* **Requirement**
Only a number is wanted here: the number of lines of the data that include "value".

* **Data excerpts**
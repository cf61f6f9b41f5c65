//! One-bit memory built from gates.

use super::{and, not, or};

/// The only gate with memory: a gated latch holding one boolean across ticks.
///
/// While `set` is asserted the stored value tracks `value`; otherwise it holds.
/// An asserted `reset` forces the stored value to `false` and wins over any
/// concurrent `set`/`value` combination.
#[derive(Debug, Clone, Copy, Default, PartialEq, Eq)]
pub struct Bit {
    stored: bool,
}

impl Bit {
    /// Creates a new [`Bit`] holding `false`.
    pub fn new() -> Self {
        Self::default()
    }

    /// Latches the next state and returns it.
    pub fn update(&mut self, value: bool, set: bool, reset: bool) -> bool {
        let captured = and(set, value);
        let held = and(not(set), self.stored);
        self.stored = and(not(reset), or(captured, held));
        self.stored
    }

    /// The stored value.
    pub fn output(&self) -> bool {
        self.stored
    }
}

* * *

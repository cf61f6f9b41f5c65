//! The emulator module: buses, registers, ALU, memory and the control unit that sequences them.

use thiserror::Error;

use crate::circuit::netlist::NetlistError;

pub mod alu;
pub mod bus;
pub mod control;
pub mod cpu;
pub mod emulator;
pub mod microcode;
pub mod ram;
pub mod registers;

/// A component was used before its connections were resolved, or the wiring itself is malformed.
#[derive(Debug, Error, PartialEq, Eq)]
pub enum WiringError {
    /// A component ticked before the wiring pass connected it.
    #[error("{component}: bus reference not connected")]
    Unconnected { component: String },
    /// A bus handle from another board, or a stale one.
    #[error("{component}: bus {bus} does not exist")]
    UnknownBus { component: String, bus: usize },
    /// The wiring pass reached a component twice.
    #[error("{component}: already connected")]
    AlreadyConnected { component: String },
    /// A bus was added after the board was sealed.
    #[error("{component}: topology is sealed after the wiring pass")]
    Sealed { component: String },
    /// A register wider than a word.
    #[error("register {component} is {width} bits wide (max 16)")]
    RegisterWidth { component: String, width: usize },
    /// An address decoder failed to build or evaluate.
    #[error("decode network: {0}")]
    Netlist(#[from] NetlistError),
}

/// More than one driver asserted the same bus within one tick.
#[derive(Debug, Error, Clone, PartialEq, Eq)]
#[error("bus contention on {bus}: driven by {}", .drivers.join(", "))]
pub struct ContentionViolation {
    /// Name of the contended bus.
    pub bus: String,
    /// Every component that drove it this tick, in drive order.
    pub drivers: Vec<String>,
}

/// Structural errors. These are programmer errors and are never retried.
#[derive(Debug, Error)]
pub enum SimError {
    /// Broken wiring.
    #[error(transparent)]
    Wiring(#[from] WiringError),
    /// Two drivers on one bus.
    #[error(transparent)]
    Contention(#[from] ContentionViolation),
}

* **Exercise solution**
6